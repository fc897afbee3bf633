//! Parsing of `#[xml(...)]` attributes.

use syn::{Attribute, LitStr};

use crate::case::RenameRule;

#[derive(Default)]
pub(crate) struct RecordAttrs {
    pub element: Option<LitStr>,
    pub rename_all: Option<RenameRule>,
}

impl RecordAttrs {
    pub(crate) fn parse(attrs: &[Attribute]) -> syn::Result<Self> {
        let mut out = RecordAttrs::default();
        for attr in attrs.iter().filter(|attr| attr.path().is_ident("xml")) {
            attr.parse_nested_meta(|meta| {
                if meta.path.is_ident("element") {
                    set_once(&mut out.element, meta.value()?.parse()?, &meta)
                } else if meta.path.is_ident("rename_all") {
                    let lit: LitStr = meta.value()?.parse()?;
                    let rule = RenameRule::from_lit(&lit)?;
                    set_once(&mut out.rename_all, rule, &meta)
                } else {
                    Err(meta.error("expected `element` or `rename_all`"))
                }
            })?;
        }
        Ok(out)
    }
}

/// A declared attribute or element source of one field.
pub(crate) struct SourceAttr {
    pub name: LitStr,
    pub format: Option<LitStr>,
}

#[derive(Default)]
pub(crate) struct FieldAttrs {
    pub attribute: Option<SourceAttr>,
    pub element: Option<SourceAttr>,
    pub skip: bool,
}

impl FieldAttrs {
    /// Each `#[xml(...)]` declares at most one source; `format` belongs to
    /// the source declared next to it.
    pub(crate) fn parse(attrs: &[Attribute]) -> syn::Result<Self> {
        let mut out = FieldAttrs::default();
        for attr in attrs.iter().filter(|attr| attr.path().is_ident("xml")) {
            let mut attribute: Option<LitStr> = None;
            let mut element: Option<LitStr> = None;
            let mut format: Option<LitStr> = None;
            attr.parse_nested_meta(|meta| {
                if meta.path.is_ident("attribute") {
                    set_once(&mut attribute, meta.value()?.parse()?, &meta)
                } else if meta.path.is_ident("element") {
                    set_once(&mut element, meta.value()?.parse()?, &meta)
                } else if meta.path.is_ident("format") {
                    set_once(&mut format, meta.value()?.parse()?, &meta)
                } else if meta.path.is_ident("skip") {
                    out.skip = true;
                    Ok(())
                } else {
                    Err(meta.error("expected `attribute`, `element`, `format` or `skip`"))
                }
            })?;

            let source = match (attribute, element) {
                (Some(name), None) => Some((&mut out.attribute, name)),
                (None, Some(name)) => Some((&mut out.element, name)),
                (Some(_), Some(name)) => {
                    return Err(syn::Error::new(
                        name.span(),
                        "declare `attribute` and `element` in separate #[xml(...)] attributes",
                    ))
                }
                (None, None) => None,
            };
            match (source, format) {
                (Some((slot, name)), format) => {
                    if slot.is_some() {
                        return Err(syn::Error::new(name.span(), "source declared twice"));
                    }
                    *slot = Some(SourceAttr { name, format });
                }
                (None, Some(format)) => {
                    return Err(syn::Error::new(
                        format.span(),
                        "`format` needs an `attribute` or `element` in the same #[xml(...)]",
                    ))
                }
                (None, None) => {}
            }
        }
        if out.skip && (out.attribute.is_some() || out.element.is_some()) {
            let span = out
                .attribute
                .as_ref()
                .or(out.element.as_ref())
                .map(|source| source.name.span())
                .unwrap_or_else(proc_macro2::Span::call_site);
            return Err(syn::Error::new(span, "skipped fields cannot declare sources"));
        }
        Ok(out)
    }
}

fn set_once<T>(slot: &mut Option<T>, value: T, meta: &syn::meta::ParseNestedMeta) -> syn::Result<()> {
    if slot.is_some() {
        return Err(meta.error("duplicate key"));
    }
    *slot = Some(value);
    Ok(())
}

#[cfg(test)]
mod tests {
    use super::*;
    use syn::parse_quote;

    fn field_attrs(field: syn::Field) -> syn::Result<FieldAttrs> {
        FieldAttrs::parse(&field.attrs)
    }

    #[test]
    fn parses_record_attributes() {
        let input: syn::DeriveInput = parse_quote! {
            #[derive(Default)]
            #[xml(element = "SampleXml", rename_all = "PascalCase")]
            struct Sample {}
        };
        let attrs = RecordAttrs::parse(&input.attrs).expect("record attrs");
        assert_eq!(attrs.element.map(|lit| lit.value()).as_deref(), Some("SampleXml"));
        assert_eq!(attrs.rename_all, Some(RenameRule::PascalCase));
    }

    #[test]
    fn parses_field_sources_with_formats() {
        let attrs = field_attrs(parse_quote! {
            #[xml(attribute = "At", format = "yyyy-MM-dd")]
            #[xml(element = "When")]
            stamp: Option<NaiveDateTime>
        })
        .expect("field attrs");
        let attribute = attrs.attribute.expect("attribute source");
        assert_eq!(attribute.name.value(), "At");
        assert_eq!(attribute.format.map(|lit| lit.value()).as_deref(), Some("yyyy-MM-dd"));
        let element = attrs.element.expect("element source");
        assert_eq!(element.name.value(), "When");
        assert!(element.format.is_none());
        assert!(!attrs.skip);
    }

    #[test]
    fn rejects_invalid_field_attributes() {
        let cases: Vec<syn::Field> = vec![
            parse_quote! { #[xml(attribute = "A", element = "B")] a: i32 },
            parse_quote! { #[xml(format = "yyyy")] a: i32 },
            parse_quote! { #[xml(attribute = "A")] #[xml(attribute = "B")] a: i32 },
            parse_quote! { #[xml(skip, attribute = "A")] a: i32 },
            parse_quote! { #[xml(rename = "A")] a: i32 },
            parse_quote! { #[xml(attribute = "A", attribute = "B")] a: i32 },
        ];
        for field in cases {
            assert!(field_attrs(field).is_err());
        }
    }
}
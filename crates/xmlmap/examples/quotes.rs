use std::error::Error;

use tracing::info;
use tracing_subscriber::EnvFilter;
use xmlmap::chrono::NaiveDateTime;
use xmlmap::rust_decimal::Decimal;
use xmlmap::{Document, Mapper, XmlRecord};

const XML: &str = r#"<?xml version="1.0" encoding="utf-8"?>
<Feed source="demo">
  <Quote Symbol="ABC" Last="12.50" Volume="1,200" Halted="0">
    <Time>2024-03-01 09:30</Time>
    <Exchange>XNYS</Exchange>
  </Quote>
  <Quote Symbol="XYZ" Last="n/a" Volume="300" Halted="true">
    <Time>2024-03-01 09:31</Time>
  </Quote>
  <Quote Symbol="QRS" Last="101.0001" Volume="5" Halted="1">
    <Time>not today</Time>
  </Quote>
</Feed>"#;

#[derive(Debug, Default, XmlRecord)]
#[xml(rename_all = "PascalCase")]
struct Quote {
    symbol: String,
    last: Decimal,
    volume: f64,
    halted: bool,
    #[xml(element = "Time", format = "yyyy-MM-dd HH:mm")]
    time: Option<NaiveDateTime>,
    #[xml(element = "Exchange")]
    exchange: String,
}

fn main() -> Result<(), Box<dyn Error>> {
    tracing_subscriber::fmt()
        .with_env_filter(EnvFilter::new(
            std::env::var("RUST_LOG").unwrap_or_else(|_| "info".into()),
        ))
        .with_target(false)
        .init();

    let doc = Document::parse(XML)?;
    let mut mapper = Mapper::<Quote>::load(&doc)?;
    info!(quotes = mapper.remaining(), "feed loaded");
    while let Some(quote) = mapper.parse_next()? {
        println!(
            "{:<4} last={:<9} volume={:<6} halted={:<5} time={} exchange={}",
            quote.symbol,
            quote.last,
            quote.volume,
            quote.halted,
            quote
                .time
                .map(|time| time.to_string())
                .unwrap_or_else(|| "-".into()),
            if quote.exchange.is_empty() { "-" } else { quote.exchange.as_str() },
        );
    }

    // The same document, reading the symbol from the child element instead.
    mapper.set_element_map("Exchange", Quote::SYMBOL, None);
    mapper.set_xml(&doc)?;
    let symbols: Vec<String> = mapper
        .parse_all()?
        .into_iter()
        .map(|quote| quote.symbol)
        .collect();
    println!("symbols from <Exchange>: {symbols:?}");
    Ok(())
}
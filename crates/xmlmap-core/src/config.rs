//! Mapping overrides loaded from configuration, e.g. a JSON file shipped
//! next to the documents it describes.

use serde::{Deserialize, Serialize};

use crate::error::MapperError;
use crate::mapper::Mapper;
use crate::schema::XmlRecord;
use crate::source::XmlInput;

/// One `source -> field` mapping.
#[derive(Debug, Clone, PartialEq, Eq, Serialize, Deserialize)]
pub struct MapOverride {
    pub source: String,
    pub field: String,
    #[serde(default, skip_serializing_if = "Option::is_none")]
    pub format: Option<String>,
}

/// Runtime adjustments applied on top of a record's declared mappings.
#[derive(Debug, Clone, Default, PartialEq, Eq, Serialize, Deserialize)]
#[serde(default)]
pub struct MappingOverrides {
    /// Replaces the target element name.
    pub element_name: Option<String>,
    pub attributes: Vec<MapOverride>,
    pub elements: Vec<MapOverride>,
}

impl<R: XmlRecord> Mapper<R> {
    /// Apply attribute overrides, then element overrides, in listed order.
    ///
    /// Each entry goes through the regular mapping calls, so a later entry
    /// for a field evicts every earlier source of that field. A new element
    /// name takes effect on the next [`set_xml`](Mapper::set_xml).
    pub fn apply_overrides(&mut self, overrides: &MappingOverrides) -> &mut Self {
        if let Some(name) = &overrides.element_name {
            self.set_element_name(name);
        }
        for entry in &overrides.attributes {
            self.set_attribute_map(&entry.source, entry.field.as_str(), entry.format.as_deref());
        }
        for entry in &overrides.elements {
            self.set_element_map(&entry.source, entry.field.as_str(), entry.format.as_deref());
        }
        self
    }

    /// Mapper with `overrides` applied, reading from `input`.
    pub fn load_with<I: XmlInput>(
        input: I,
        overrides: &MappingOverrides,
    ) -> Result<Self, MapperError> {
        let mut mapper = Self::new();
        mapper.apply_overrides(overrides);
        mapper.set_xml(input)?;
        Ok(mapper)
    }
}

Work item> Make a copy of each line in the records that has the word "symbols".

Exercise answer>
    let symbols: Vec<String> = mapper
    println!("symbols from <Exchange>: {symbols:?}");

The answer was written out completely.